* [WORK TO COMPLETE]:
Copy out each line below in which the string "come" appears.

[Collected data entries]
----

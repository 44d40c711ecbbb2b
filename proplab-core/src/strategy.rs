//! Strategy capability interface and the per-bar context.
//!
//! The engine holds `&mut dyn Strategy` — never a concrete type. Order
//! requests made during `on_bar` are queued on the context and applied
//! only after the current bar-group's fill/risk evaluation completes, so a
//! new order is first evaluated on the next bar-group, never retroactively
//! against the bar that produced it. Ids are reserved at request time, so
//! the strategy can correlate later notifications.

use crate::clock::BarGroup;
use crate::domain::{
    Account, Bar, IdGen, OcoGroupId, Order, OrderId, Position, TradeRecord,
};
use crate::engine::order_book::{
    validate_bracket_spec, validate_spec, BracketIds, BracketSpec, OrderBookError, OrderSpec,
};
use chrono::{DateTime, Utc};
use std::collections::HashMap;

/// User strategy callbacks.
///
/// `initialize` runs once before the first bar-group. `on_bar` runs once
/// per bar-group with read access to the latest market/account state and
/// write access limited to order submission and cancellation.
/// `on_order_update` fires after an order reaches `Filled`, `Cancelled`,
/// `Rejected`, or `Expired`; `on_trade_closed` fires when a position
/// reduction emits a completed trade.
pub trait Strategy {
    fn initialize(&mut self) {}

    fn on_bar(&mut self, ctx: &mut BarCtx<'_>);

    fn on_order_update(&mut self, _order: &Order) {}

    fn on_trade_closed(&mut self, _trade: &TradeRecord) {}
}

/// An order action queued during `on_bar`.
#[derive(Debug, Clone)]
pub enum QueuedAction {
    Submit {
        id: OrderId,
        spec: OrderSpec,
    },
    SubmitBracket {
        ids: BracketIds,
        group: OcoGroupId,
        spec: BracketSpec,
    },
    Cancel {
        id: OrderId,
    },
    CancelAll {
        symbol: Option<String>,
    },
}

/// Read access to market/account state plus the order request queue.
pub struct BarCtx<'a> {
    group: &'a BarGroup,
    latest_bars: &'a HashMap<String, Bar>,
    positions: &'a HashMap<String, Position>,
    account: &'a Account,
    id_gen: &'a mut IdGen,
    actions: &'a mut Vec<QueuedAction>,
}

impl<'a> BarCtx<'a> {
    pub(crate) fn new(
        group: &'a BarGroup,
        latest_bars: &'a HashMap<String, Bar>,
        positions: &'a HashMap<String, Position>,
        account: &'a Account,
        id_gen: &'a mut IdGen,
        actions: &'a mut Vec<QueuedAction>,
    ) -> Self {
        Self {
            group,
            latest_bars,
            positions,
            account,
            id_gen,
            actions,
        }
    }

    // ── Market state ───────────────────────────────────────────────────

    pub fn timestamp(&self) -> DateTime<Utc> {
        self.group.timestamp
    }

    /// Bar for the symbol in the current group, if it traded this instant.
    pub fn bar(&self, symbol: &str) -> Option<&Bar> {
        self.group.bar(symbol)
    }

    /// Most recent bar seen for the symbol, current group or earlier.
    pub fn latest_bar(&self, symbol: &str) -> Option<&Bar> {
        self.latest_bars.get(symbol)
    }

    /// Latest known close for the symbol.
    pub fn close(&self, symbol: &str) -> Option<f64> {
        self.latest_bars.get(symbol).map(|b| b.close)
    }

    // ── Account state ──────────────────────────────────────────────────

    pub fn account(&self) -> &Account {
        self.account
    }

    /// Signed net position size (0 when flat).
    pub fn position(&self, symbol: &str) -> i64 {
        self.positions.get(symbol).map_or(0, |p| p.size)
    }

    pub fn position_record(&self, symbol: &str) -> Option<&Position> {
        self.positions.get(symbol).filter(|p| !p.is_flat())
    }

    // ── Order actions ──────────────────────────────────────────────────

    /// Queue a standalone order. The returned id is final; acceptance or
    /// rejection is reported through `on_order_update` after this group's
    /// evaluation completes. A malformed request errors immediately and is
    /// also recorded as a rejected order.
    pub fn submit(&mut self, spec: OrderSpec) -> Result<OrderId, OrderBookError> {
        let id = self.id_gen.next_order_id();
        let check = validate_spec(&spec);
        self.actions.push(QueuedAction::Submit { id, spec });
        check.map(|()| id)
    }

    /// Queue a bracket: entry plus OCO take-profit/stop-loss legs priced in
    /// ticks from the entry fill.
    pub fn submit_bracket(&mut self, spec: BracketSpec) -> Result<BracketIds, OrderBookError> {
        let ids = BracketIds {
            entry: self.id_gen.next_order_id(),
            take_profit: self.id_gen.next_order_id(),
            stop_loss: self.id_gen.next_order_id(),
        };
        let group = self.id_gen.next_oco_group_id();
        let check = validate_bracket_spec(&spec);
        self.actions.push(QueuedAction::SubmitBracket { ids, group, spec });
        check.map(|()| ids)
    }

    /// Queue a cancel. Cancelling an already-finished order is a no-op.
    pub fn cancel(&mut self, id: OrderId) {
        self.actions.push(QueuedAction::Cancel { id });
    }

    /// Queue a cancel of every working order, optionally for one symbol.
    pub fn cancel_all(&mut self, symbol: Option<&str>) {
        self.actions.push(QueuedAction::CancelAll {
            symbol: symbol.map(str::to_string),
        });
    }
}
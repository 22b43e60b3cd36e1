// ============================================================
// Layer 4 — Data Pipeline
// ============================================================
// Everything from CIFAR-10 files on disk to device-ready batches.
//
//   *.bin batch files
//       │
//       ▼
//   CifarBinaryLoader → decodes records into LabeledImages
//       │
//       ▼
//   ImageDataset      → implements Burn's Dataset trait
//       │
//       ▼
//   ImageBatcher      → augment / resize / normalise, stack to tensors
//       │
//       ▼
//   DataLoader        → shuffles and feeds batches to the training loop
//
// Reference: Burn Book §4 (Datasets and Dataloaders)

/// Reads CIFAR-10 binary batch files
pub mod loader;

/// Random crop, flip and resize on raw image bytes
pub mod augment;

/// Implements Burn's Dataset trait for labelled images
pub mod dataset;

/// Implements Burn's Batcher trait to create tensor batches
pub mod batcher;
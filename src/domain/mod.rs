// ============================================================
// Layer 3 — Domain Layer
// ============================================================
// Plain Rust structs and traits describing what the system
// works with: labelled images and the sources they come from.
//
// Rules for this layer:
//   - NO Burn framework types allowed here
//   - NO file I/O
//   - Only plain Rust structs, enums, and traits
//
// Reference: Rust Book §5 (Structs), §10 (Traits)

// A decoded image with its class label
pub mod image;

// Core abstractions (traits) that other layers implement
pub mod traits;
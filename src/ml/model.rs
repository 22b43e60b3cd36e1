use burn::{
    module::Param,
    nn::{
        Dropout, DropoutConfig,
        Gelu,
        Initializer,
        LayerNorm, LayerNormConfig,
        Linear, LinearConfig,
    },
    prelude::*,
};

use crate::ml::attention::{Attention, AttentionConfig, AttentionMode};

// NOTE: #[derive(Config)] already generates Clone and Serialize/Deserialize
// internally — do NOT add them again or you get conflicting impls.
#[derive(Config, Debug)]
pub struct ViTConfig {
    /// [height, width]
    pub image_size:  [usize; 2],
    /// [height, width]
    pub patch_size:  [usize; 2],
    pub num_classes: usize,
    pub dim:         usize,
    pub depth:       usize,
    pub heads:       usize,
    pub mlp_dim:     usize,
    #[config(default = 3)]
    pub channels:    usize,
    #[config(default = 64)]
    pub dim_head:    usize,
    #[config(default = 0.1)]
    pub dropout:     f64,
    #[config(default = 0.1)]
    pub emb_dropout: f64,
    /// Pool by averaging all tokens instead of taking the class token
    #[config(default = false)]
    pub mean_pool:   bool,
}

impl ViTConfig {
    /// Check the architecture is buildable before allocating anything.
    pub fn validate(&self) -> anyhow::Result<()> {
        let [h, w]   = self.image_size;
        let [ph, pw] = self.patch_size;
        if ph == 0 || pw == 0 || h % ph != 0 || w % pw != 0 {
            anyhow::bail!(
                "Image size {}x{} must be divisible by the patch size {}x{}",
                h, w, ph, pw
            );
        }
        for (name, v) in [
            ("num_classes", self.num_classes),
            ("dim", self.dim),
            ("depth", self.depth),
            ("heads", self.heads),
            ("mlp_dim", self.mlp_dim),
            ("dim_head", self.dim_head),
            ("channels", self.channels),
        ] {
            if v == 0 {
                anyhow::bail!("{name} must be greater than zero");
            }
        }
        for (name, p) in [("dropout", self.dropout), ("emb_dropout", self.emb_dropout)] {
            if !(0.0..1.0).contains(&p) {
                anyhow::bail!("{name} must be in [0, 1), got {p}");
            }
        }
        Ok(())
    }

    pub fn num_patches(&self) -> usize {
        (self.image_size[0] / self.patch_size[0]) * (self.image_size[1] / self.patch_size[1])
    }

    /// Tokens per image: one per patch plus the class token.
    pub fn seq_len(&self) -> usize {
        self.num_patches() + 1
    }

    pub fn init<B: Backend>(&self, device: &B::Device) -> VisionTransformer<B> {
        let patch_dim = self.channels * self.patch_size[0] * self.patch_size[1];
        let patch_embedding = PatchEmbedding {
            norm_in:      LayerNormConfig::new(patch_dim).init(device),
            projection:   LinearConfig::new(patch_dim, self.dim).init(device),
            norm_out:     LayerNormConfig::new(self.dim).init(device),
            patch_height: self.patch_size[0],
            patch_width:  self.patch_size[1],
        };

        let normal = Initializer::Normal { mean: 0.0, std: 1.0 };
        let blocks = (0..self.depth)
            .map(|_| self.build_block(device))
            .collect();

        VisionTransformer {
            patch_embedding,
            cls_token:     normal.init([1, 1, self.dim], device),
            pos_embedding: normal.init([1, self.seq_len(), self.dim], device),
            emb_dropout:   DropoutConfig::new(self.emb_dropout).init(),
            blocks,
            final_norm:    LayerNormConfig::new(self.dim).init(device),
            head:          LinearConfig::new(self.dim, self.num_classes).init(device),
            mean_pool:     self.mean_pool,
        }
    }

    fn build_block<B: Backend>(&self, device: &B::Device) -> TransformerBlock<B> {
        let attention = AttentionConfig::new(self.dim, self.heads, self.dim_head, self.seq_len())
            .with_dropout(self.dropout)
            .init(device);
        TransformerBlock {
            attn_norm: LayerNormConfig::new(self.dim).init(device),
            attention,
            ff_norm:   LayerNormConfig::new(self.dim).init(device),
            ff_in:     LinearConfig::new(self.dim, self.mlp_dim).init(device),
            ff_out:    LinearConfig::new(self.mlp_dim, self.dim).init(device),
            gelu:      Gelu::new(),
            dropout:   DropoutConfig::new(self.dropout).init(),
        }
    }
}

/// Cuts images into non-overlapping patches and projects each to `dim`.
#[derive(Module, Debug)]
pub struct PatchEmbedding<B: Backend> {
    pub norm_in:      LayerNorm<B>,
    pub projection:   Linear<B>,
    pub norm_out:     LayerNorm<B>,
    pub patch_height: usize,
    pub patch_width:  usize,
}

impl<B: Backend> PatchEmbedding<B> {
    /// images: [batch, c, h, w] → [batch, num_patches, dim]
    pub fn forward(&self, images: Tensor<B, 4>) -> Tensor<B, 3> {
        let patches = patchify(images, self.patch_height, self.patch_width);
        let x = self.norm_in.forward(patches);
        let x = self.projection.forward(x);
        self.norm_out.forward(x)
    }
}

/// `b c (h p1) (w p2) -> b (h w) (p1 p2 c)`
pub fn patchify<B: Backend>(images: Tensor<B, 4>, ph: usize, pw: usize) -> Tensor<B, 3> {
    let [batch, channels, height, width] = images.dims();
    let (gh, gw) = (height / ph, width / pw);
    images
        .reshape([batch, channels, gh, ph, gw, pw])
        .permute([0, 2, 4, 3, 5, 1])
        .reshape([batch, gh * gw, ph * pw * channels])
}

/// Pre-norm encoder block: x + Attn(LN(x)), then x + FF(LN(x)).
#[derive(Module, Debug)]
pub struct TransformerBlock<B: Backend> {
    pub attn_norm: LayerNorm<B>,
    pub attention: Attention<B>,
    pub ff_norm:   LayerNorm<B>,
    pub ff_in:     Linear<B>,
    pub ff_out:    Linear<B>,
    pub gelu:      Gelu,
    pub dropout:   Dropout,
}

impl<B: Backend> TransformerBlock<B> {
    /// Returns the block output and the attention probabilities it used.
    pub fn forward(&self, x: Tensor<B, 3>, mode: AttentionMode) -> (Tensor<B, 3>, Tensor<B, 4>) {
        let attn = self.attention.forward(self.attn_norm.forward(x.clone()), mode);
        let x = x + attn.context;

        let ff = self.ff_in.forward(self.ff_norm.forward(x.clone()));
        let ff = self.dropout.forward(self.gelu.forward(ff));
        let ff = self.dropout.forward(self.ff_out.forward(ff));

        (x + ff, attn.weights)
    }
}

#[derive(Module, Debug)]
pub struct VisionTransformer<B: Backend> {
    pub patch_embedding: PatchEmbedding<B>,
    pub cls_token:       Param<Tensor<B, 3>>,
    pub pos_embedding:   Param<Tensor<B, 3>>,
    pub emb_dropout:     Dropout,
    pub blocks:          Vec<TransformerBlock<B>>,
    pub final_norm:      LayerNorm<B>,
    pub head:            Linear<B>,
    pub mean_pool:       bool,
}

pub struct ViTOutput<B: Backend> {
    /// [batch, num_classes]
    pub logits:    Tensor<B, 2>,
    /// One [batch, heads, n, n] tensor per block
    pub attention: Vec<Tensor<B, 4>>,
}

impl<B: Backend> VisionTransformer<B> {
    /// images: [batch, c, h, w] → logits: [batch, num_classes]
    pub fn forward(&self, images: Tensor<B, 4>, mode: AttentionMode) -> Tensor<B, 2> {
        self.forward_with_attention(images, mode).logits
    }

    pub fn forward_with_attention(&self, images: Tensor<B, 4>, mode: AttentionMode) -> ViTOutput<B> {
        let x = self.patch_embedding.forward(images);
        let [batch, _, dim] = x.dims();

        let cls = self.cls_token.val().expand([batch, 1, dim]);
        let x = Tensor::cat(vec![cls, x], 1) + self.pos_embedding.val();
        let mut x = self.emb_dropout.forward(x);

        let mut attention = Vec::with_capacity(self.blocks.len());
        for block in &self.blocks {
            let (out, weights) = block.forward(x, mode);
            x = out;
            attention.push(weights);
        }
        let x = self.final_norm.forward(x); // [batch, n, dim]

        let pooled = if self.mean_pool {
            x.mean_dim(1)
        } else {
            x.narrow(1, 0, 1)
        }
        .reshape([batch, dim]);

        ViTOutput { logits: self.head.forward(pooled), attention }
    }

    /// Cross-entropy loss plus the logits it was computed from.
    pub fn forward_loss(
        &self,
        images:  Tensor<B, 4>,
        targets: Tensor<B, 1, Int>,
        mode:    AttentionMode,
    ) -> (Tensor<B, 1>, ViTOutput<B>) {
        let output = self.forward_with_attention(images, mode);
        let ce = burn::nn::loss::CrossEntropyLossConfig::new()
            .init(&output.logits.device());
        (ce.forward(output.logits.clone(), targets), output)
    }

    /// Store each block's batch-mean attention as its fixed matrix.
    /// `attention` must come from a standard-mode pass of this model.
    pub fn fix_attention_weights(mut self, attention: Vec<Tensor<B, 4>>) -> Self {
        self.blocks = self
            .blocks
            .into_iter()
            .zip(attention)
            .map(|(mut block, weights)| {
                block.attention = block.attention.fix_weights(weights);
                block
            })
            .collect();
        self
    }

    /// Parameters updated by the optimizer (excludes the fixed attention buffers).
    pub fn num_trainable_params(&self) -> usize {
        let fixed: usize = self
            .blocks
            .iter()
            .map(|b| b.attention.fixed_weights.shape().num_elements())
            .sum();
        self.num_params() - fixed
    }
}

----

* [OUTPUT FOR THIS TASK]:
// works with: labelled images and the sources they come from.
    /// `attention` must come from a standard-mode pass of this model.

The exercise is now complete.